Making charset auto-detection strictly opt-in. #2152

tomchristie · 2022-03-29T10:26:00Z

From discussion #2083

Remove our auto-charset-guessing behaviour for cases where response.text is accessed, but the response has no explicit charset. The behaviour is too fuzzy and inconsistent to support as a default.

Instead we allow explicitly setting the default encoding. Furthermore we also allow

Drop response.apparent_encoding in favour of an explicit response.default_encoding.
Type of response.encoding becomes str, not Optional[str].
Support Response(default_encoding=...).
Support Client(default_encoding=...).
Remove charset_normalizer dependancy.
Support default_encoding="charset_normalizer" and default_encoding="chardet" to allow for auto-detection behaviours.
Documentation on text encodings.
Fix up test cases.

Optional follow-up that'd also fit neatly into this...

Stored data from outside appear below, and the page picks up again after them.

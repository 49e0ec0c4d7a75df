//! Anomaly alert model
//!
//! Alerts are produced fresh on every detection run and are never stored by
//! this crate.

use chrono::{DateTime, Utc};
use serde::{Deserialize, Serialize};
use std::fmt;

use super::period::MonthKey;

/// Which rule raised the alert
#[derive(Debug, Clone, Copy, PartialEq, Eq, Hash, Serialize, Deserialize)]
#[serde(rename_all = "snake_case")]
pub enum AlertKind {
    RevenueDrop,
    ExpenseSpike,
    BalanceWarning,
}

impl fmt::Display for AlertKind {
    fn fmt(&self, f: &mut fmt::Formatter<'_>) -> fmt::Result {
        match self {
            Self::RevenueDrop => write!(f, "Revenue drop"),
            Self::ExpenseSpike => write!(f, "Expense spike"),
            Self::BalanceWarning => write!(f, "Balance warning"),
        }
    }
}

/// Three-level ordinal severity; `High` compares greatest
#[derive(Debug, Clone, Copy, PartialEq, Eq, PartialOrd, Ord, Hash, Serialize, Deserialize)]
#[serde(rename_all = "lowercase")]
pub enum Severity {
    Low,
    Medium,
    High,
}

impl fmt::Display for Severity {
    fn fmt(&self, f: &mut fmt::Formatter<'_>) -> fmt::Result {
        match self {
            Self::Low => write!(f, "low"),
            Self::Medium => write!(f, "medium"),
            Self::High => write!(f, "high"),
        }
    }
}

/// A single anomaly found in the history or the forecast
#[derive(Debug, Clone, PartialEq, Serialize)]
pub struct AnomalyAlert {
    pub kind: AlertKind,
    /// Month the alert refers to
    pub period: MonthKey,
    pub message: String,
    pub severity: Severity,
    pub detected_at: DateTime<Utc>,
    #[serde(skip_serializing_if = "Option::is_none")]
    pub recommendation: Option<String>,
}

impl AnomalyAlert {
    pub fn new(
        kind: AlertKind,
        period: MonthKey,
        severity: Severity,
        message: impl Into<String>,
        detected_at: DateTime<Utc>,
    ) -> Self {
        Self {
            kind,
            period,
            message: message.into(),
            severity,
            detected_at,
            recommendation: None,
        }
    }

    pub fn with_recommendation(mut self, recommendation: impl Into<String>) -> Self {
        self.recommendation = Some(recommendation.into());
        self
    }
}
//! Money type for representing currency amounts
//!
//! Amounts are held as whole cents in an i64, so sums are exact and
//! "round to two decimal places" is simply rounding to the nearest cent.

use serde::{Deserialize, Deserializer, Serialize, Serializer};
use std::fmt;
use std::ops::{Add, AddAssign, Neg, Sub, SubAssign};

/// Largest magnitude accepted from parsed input: ten trillion currency units
///
/// Anything larger is treated as unreadable. Sums of in-range amounts saturate
/// instead of overflowing.
pub const MAX_ABS_CENTS: i64 = 1_000_000_000_000_000;

/// A monetary amount stored as cents (hundredths of the currency unit)
#[derive(Debug, Clone, Copy, PartialEq, Eq, PartialOrd, Ord, Hash, Default)]
pub struct Money(i64);

impl Money {
    /// Create a Money amount from cents
    ///
    /// # Examples
    /// ```
    /// use fincast::models::Money;
    /// let amount = Money::from_cents(1050); // $10.50
    /// assert_eq!(amount.to_string(), "$10.50");
    /// ```
    pub const fn from_cents(cents: i64) -> Self {
        Self(cents)
    }

    /// Create a Money amount from whole currency units
    pub const fn from_units(units: i64) -> Self {
        Self(units * 100)
    }

    /// Create a Money amount from a floating point value, rounded to the cent
    ///
    /// Non-finite input becomes zero; out-of-range input is clamped to
    /// [`MAX_ABS_CENTS`].
    pub fn from_f64(value: f64) -> Self {
        if !value.is_finite() {
            return Self(0);
        }
        let cents = (value * 100.0).round();
        let limit = MAX_ABS_CENTS as f64;
        Self(cents.clamp(-limit, limit) as i64)
    }

    /// Like [`Money::from_f64`], but `None` for non-finite or out-of-range values
    pub fn checked_from_f64(value: f64) -> Option<Self> {
        if !value.is_finite() {
            return None;
        }
        let cents = (value * 100.0).round();
        if cents.abs() > MAX_ABS_CENTS as f64 {
            None
        } else {
            Some(Self(cents as i64))
        }
    }

    /// Create a zero Money amount
    pub const fn zero() -> Self {
        Self(0)
    }

    /// Get the amount in cents
    pub const fn cents(&self) -> i64 {
        self.0
    }

    /// Get the amount in currency units as a float (for ratios and display)
    pub fn to_f64(&self) -> f64 {
        self.0 as f64 / 100.0
    }

    /// Get the whole units portion (truncated toward zero)
    pub const fn units(&self) -> i64 {
        self.0 / 100
    }

    /// Get the cents portion (0-99)
    pub const fn cents_part(&self) -> i64 {
        (self.0 % 100).abs()
    }

    pub const fn is_zero(&self) -> bool {
        self.0 == 0
    }

    pub const fn is_positive(&self) -> bool {
        self.0 > 0
    }

    pub const fn is_negative(&self) -> bool {
        self.0 < 0
    }

    pub const fn abs(&self) -> Self {
        Self(self.0.saturating_abs())
    }

    /// Arithmetic mean of a set of amounts, rounded half away from zero to the cent
    ///
    /// Returns zero for an empty slice.
    pub fn mean(values: &[Money]) -> Money {
        if values.is_empty() {
            return Money::zero();
        }
        let count = values.len() as i128;
        let total: i128 = values.iter().map(|m| m.0 as i128).sum();
        let mut quotient = total / count;
        let remainder = total % count;
        if remainder.abs() * 2 >= count {
            quotient += total.signum();
        }
        Money(quotient as i64)
    }

    /// Relative change from `self` to `other`, as a fraction of `self`
    ///
    /// `None` when `self` is zero, so callers never see NaN or infinity.
    pub fn change_to(&self, other: Money) -> Option<f64> {
        if self.is_zero() {
            None
        } else {
            Some((other.0 as f64 - self.0 as f64) / self.0 as f64)
        }
    }

    /// Parse a money amount from a string
    ///
    /// Accepts "10.50", "-10.50", "$1,250.00", "(42.10)" for negatives,
    /// and plain integers as whole units.
    pub fn parse(s: &str) -> Result<Self, MoneyParseError> {
        let trimmed = s.trim();
        if trimmed.is_empty() {
            return Err(MoneyParseError::Empty);
        }

        let (negative, body) = match trimmed
            .strip_prefix('(')
            .and_then(|rest| rest.strip_suffix(')'))
        {
            Some(inner) => (true, inner),
            None => (false, trimmed),
        };

        let cleaned: String = body
            .chars()
            .filter(|c| !matches!(c, '$' | '€' | '£' | ',' | ' ' | '_'))
            .collect();

        let value: f64 = cleaned
            .parse()
            .map_err(|_| MoneyParseError::InvalidFormat(s.to_string()))?;
        if !value.is_finite() {
            return Err(MoneyParseError::InvalidFormat(s.to_string()));
        }

        let money =
            Self::checked_from_f64(value).ok_or_else(|| MoneyParseError::OutOfRange(s.to_string()))?;
        Ok(if negative { -money.abs() } else { money })
    }

    /// Format with a currency symbol
    pub fn format_with_symbol(&self, symbol: &str) -> String {
        let sign = if self.is_negative() { "-" } else { "" };
        format!(
            "{}{}{}.{:02}",
            sign,
            symbol,
            self.units().abs(),
            self.cents_part()
        )
    }
}

impl fmt::Display for Money {
    fn fmt(&self, f: &mut fmt::Formatter<'_>) -> fmt::Result {
        f.write_str(&self.format_with_symbol("$"))
    }
}

impl Serialize for Money {
    fn serialize<S: Serializer>(&self, serializer: S) -> Result<S::Ok, S::Error> {
        serializer.serialize_f64(self.to_f64())
    }
}

impl<'de> Deserialize<'de> for Money {
    fn deserialize<D: Deserializer<'de>>(deserializer: D) -> Result<Self, D::Error> {
        f64::deserialize(deserializer).map(Money::from_f64)
    }
}

impl Add for Money {
    type Output = Self;

    fn add(self, other: Self) -> Self {
        Self(self.0.saturating_add(other.0))
    }
}

impl AddAssign for Money {
    fn add_assign(&mut self, other: Self) {
        self.0 = self.0.saturating_add(other.0);
    }
}

impl Sub for Money {
    type Output = Self;

    fn sub(self, other: Self) -> Self {
        Self(self.0.saturating_sub(other.0))
    }
}

impl SubAssign for Money {
    fn sub_assign(&mut self, other: Self) {
        self.0 = self.0.saturating_sub(other.0);
    }
}

impl Neg for Money {
    type Output = Self;

    fn neg(self) -> Self {
        Self(self.0.saturating_neg())
    }
}

impl std::iter::Sum for Money {
    fn sum<I: Iterator<Item = Self>>(iter: I) -> Self {
        iter.fold(Money::zero(), |acc, m| acc + m)
    }
}

impl<'a> std::iter::Sum<&'a Money> for Money {
    fn sum<I: Iterator<Item = &'a Money>>(iter: I) -> Self {
        iter.copied().sum()
    }
}

/// Error type for money parsing
#[derive(Debug, Clone, PartialEq, Eq)]
pub enum MoneyParseError {
    Empty,
    InvalidFormat(String),
    OutOfRange(String),
}

impl fmt::Display for MoneyParseError {
    fn fmt(&self, f: &mut fmt::Formatter<'_>) -> fmt::Result {
        match self {
            MoneyParseError::Empty => write!(f, "Empty money amount"),
            MoneyParseError::InvalidFormat(s) => write!(f, "Invalid money format: {}", s),
            MoneyParseError::OutOfRange(s) => write!(f, "Money amount out of range: {}", s),
        }
    }
}

impl std::error::Error for MoneyParseError {}
//! Business profile used to pick a benchmark table

use serde::{Deserialize, Serialize};
use std::fmt;
use std::str::FromStr;

/// Broad business classification
#[derive(Debug, Clone, Copy, PartialEq, Eq, Hash, Serialize, Deserialize, Default)]
#[serde(rename_all = "snake_case")]
pub enum BusinessType {
    #[default]
    General,
    Retail,
    Restaurant,
    Technology,
    ProfessionalServices,
    Construction,
    Healthcare,
}

impl BusinessType {
    pub const ALL: [BusinessType; 7] = [
        Self::General,
        Self::Retail,
        Self::Restaurant,
        Self::Technology,
        Self::ProfessionalServices,
        Self::Construction,
        Self::Healthcare,
    ];

    pub fn as_str(&self) -> &'static str {
        match self {
            Self::General => "general",
            Self::Retail => "retail",
            Self::Restaurant => "restaurant",
            Self::Technology => "technology",
            Self::ProfessionalServices => "professional_services",
            Self::Construction => "construction",
            Self::Healthcare => "healthcare",
        }
    }
}

impl fmt::Display for BusinessType {
    fn fmt(&self, f: &mut fmt::Formatter<'_>) -> fmt::Result {
        let name = match self {
            Self::General => "General",
            Self::Retail => "Retail",
            Self::Restaurant => "Restaurant",
            Self::Technology => "Technology",
            Self::ProfessionalServices => "Professional Services",
            Self::Construction => "Construction",
            Self::Healthcare => "Healthcare",
        };
        f.write_str(name)
    }
}

impl FromStr for BusinessType {
    type Err = String;

    fn from_str(s: &str) -> Result<Self, Self::Err> {
        let normalized = s.trim().to_lowercase().replace(['-', ' '], "_");
        match normalized.as_str() {
            "general" | "other" => Ok(Self::General),
            "retail" | "ecommerce" | "e_commerce" => Ok(Self::Retail),
            "restaurant" | "hospitality" | "food" => Ok(Self::Restaurant),
            "technology" | "tech" | "saas" | "software" => Ok(Self::Technology),
            "professional_services" | "services" | "consulting" | "agency" => {
                Ok(Self::ProfessionalServices)
            }
            "construction" | "trades" => Ok(Self::Construction),
            "healthcare" | "medical" | "health" => Ok(Self::Healthcare),
            other => Err(format!(
                "Unknown business type '{}'. Expected one of: {}",
                other,
                Self::ALL
                    .iter()
                    .map(|t| t.as_str())
                    .collect::<Vec<_>>()
                    .join(", ")
            )),
        }
    }
}

/// Static classification of the business being analyzed
#[derive(Debug, Clone, PartialEq, Eq, Serialize, Deserialize, Default)]
pub struct BusinessProfile {
    #[serde(default)]
    pub business_type: BusinessType,
    /// Free-form industry description, shown in recommendations
    #[serde(default)]
    pub industry: String,
}

impl BusinessProfile {
    pub fn new(business_type: BusinessType, industry: impl Into<String>) -> Self {
        Self {
            business_type,
            industry: industry.into(),
        }
    }

    /// Name used when talking about peers ("Retail businesses")
    pub fn peer_label(&self) -> String {
        if self.industry.trim().is_empty() {
            format!("{} businesses", self.business_type)
        } else {
            format!("{} businesses", self.industry.trim())
        }
    }
}

#[cfg(test)]
mod tests {
    use super::*;

    #[test]
    fn test_business_type_from_str() {
        assert_eq!("SaaS".parse::<BusinessType>(), Ok(BusinessType::Technology));
        assert_eq!(
            "professional services".parse::<BusinessType>(),
            Ok(BusinessType::ProfessionalServices)
        );
        assert!("aerospace".parse::<BusinessType>().is_err());
    }

    #[test]
    fn test_as_str_round_trips() {
        for kind in BusinessType::ALL {
            assert_eq!(kind.as_str().parse::<BusinessType>(), Ok(kind));
        }
    }

    #[test]
    fn test_peer_label() {
        let profile = BusinessProfile::new(BusinessType::Retail, "");
        assert_eq!(profile.peer_label(), "Retail businesses");
        let profile = BusinessProfile::new(BusinessType::Retail, "Coffee roasting");
        assert_eq!(profile.peer_label(), "Coffee roasting businesses");
    }
}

Support Response(encoding_errors=...).
Support Client(encoding_errors=...).

For example, in order to switch the default encoding errors from "replace" to "strict".

Documentation

The httpx package includes two optionally installable codecs, which provide support for character-set autodetection.

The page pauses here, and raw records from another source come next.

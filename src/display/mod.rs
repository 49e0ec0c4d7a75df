//! Display formatting for terminal output
//!
//! Tables are rendered with `tabled`; everything here returns a `String` so
//! callers decide where output goes.

pub mod format;
pub mod tables;

pub use format::{double_separator, format_header, format_percentage, separator, truncate};
pub use tables::{
    format_alert_table, format_benchmark_table, format_forecast_table, format_period_table,
    format_recommendations,
};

This can be useful for cases where you need the textual content of responses, rather than the raw bytewise content, if the Content-Type does not include a charset value, and the character set of the responses is unknown.

There are two commonly used packages for this in the Python ecosystem.

chardet: https://chardet.readthedocs.io/
charset_normalizer: https://charset-normalizer.readthedocs.io/

Using the default encoding.

To understand this better let's start by looking at the default behaviour without character-set auto-detection...

import httpx

# Instantiate a client with the default configuration.
client = httpx.Client()

# Using the client...
response = client.get(...)
print(response.encoding)  # This will either print the charset given in
                          # the Content-Type charset, or else "utf-8".
print(response.text)  # The text will either be decoded with the Content-Type
                      # charset, or using "utf-8".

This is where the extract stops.